Paper Info
- Paper Name: Breaking Through Binaries: Compiler-quality Instrumentation for Better Binary-only Fuzzing
- Conference: USENIX Security ‘21
- Author List: Stefan Nagy, Anh Nguyen-Tuong, Jason D. Hiser, Jack W. Davidson, Matthew Hicks
- Link to Paper: here
- Food: No food
Prerequisites
Fuzzing
Fuzzing is the generalized process of feeding random inputs to an executable program or an application in order to create a crash. Fuzzers can generate vast number of test cases to exercise the target application and monitor their run-time execution to discover security bugs. Most fuzzing research are categorized across three axes: Input generation, program access and coverage goals.
Input generation
There are two main classes of approaches to generate inputs: Mutational fuzzing which modifies seeds of typically well-formed inputs to generate new inputs and generational fuzzing which generates input based on the structure and leverages description of the input format.
Program access
There are typically two types of fuzzing approaches: White-Box Fuzzing and Black-Box Fuzzing. White-Box Fuzzing performs program analyses and collects constraints from conditional branches during run time which is then used to generate new inputs. On the other hand, Black-Box Fuzzing approach does not have any access to the internals and thus rely on certain heuristics.
Coverage goals
Coverage based fuzzing is a technique which uses different types of tracking such as edge coverage, block coverage to track the input that maximize the code coverage which is later used to generate new inputs.
Instrumentation
Essentially, instrumentation in fuzzing is altering the target program to be fuzzed more easily. This may take the form of modifying code to be fuzzed faster, inserting code to track coverage more easily, or semantics-preserving modifications of code into a form more easily navigated by a fuzzer. Consider the case of a string comparison against a target word: the fuzzer must correctly generate the full target word in order to pass the comparison and reach a new section of the code.

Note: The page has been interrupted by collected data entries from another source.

//! Working-directory configuration
//!
//! An optional `statekit.toml` in the working directory supplies defaults for
//! the state path and for backups:
//!
//! ```toml
//! [state]
//! path = "terraform.tfstate"
//!
//! [backup]
//! enabled = true
//! suffix = ".backup"
//! ```
//!
//! Command line flags always take precedence over the file.

mod settings;

pub use settings::{BackupSection, CONFIG_FILE_NAME, Settings, StateSection};
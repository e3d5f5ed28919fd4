//! List command implementation

use std::path::{Path, PathBuf};

use statekit_core::{Settings, Target, list_instances};
use statekit_fs::NormalizedPath;

use super::resolve;
use crate::error::Result;

/// Run the list command
///
/// Prints every resource instance address in the state, one per line.
pub fn run_list(cwd: &Path, state: Option<&PathBuf>, filter: Option<&str>) -> Result<()> {
    let root = NormalizedPath::new(cwd);
    let state_path = match state {
        Some(path) => resolve(cwd, path),
        None => Settings::load(&root)?.state_path(&root),
    };
    let filter = filter.map(Target::parse).transpose()?;

    for addr in list_instances(&state_path, filter.as_ref())? {
        println!("{addr}");
    }
    Ok(())
}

Converting this into an equivalent series of letter by letter comparisons allows the fuzzer to make incremental progress without changing the semantics of the target program.
Problem Statement
Compiler vs binary level fuzzing
Instrumenting a binary for fuzzing is obviously much easier with access to the source code, as the desired transformations can be inserted into the normal compilation pipeline. Given access to the binary itself only, we don’t always have the information necessary to properly transform the program to be fuzzed more easily. ZAFL aims to provide a platform to apply the transformations from a compiler context to binaries without available source, and moreover with good performance.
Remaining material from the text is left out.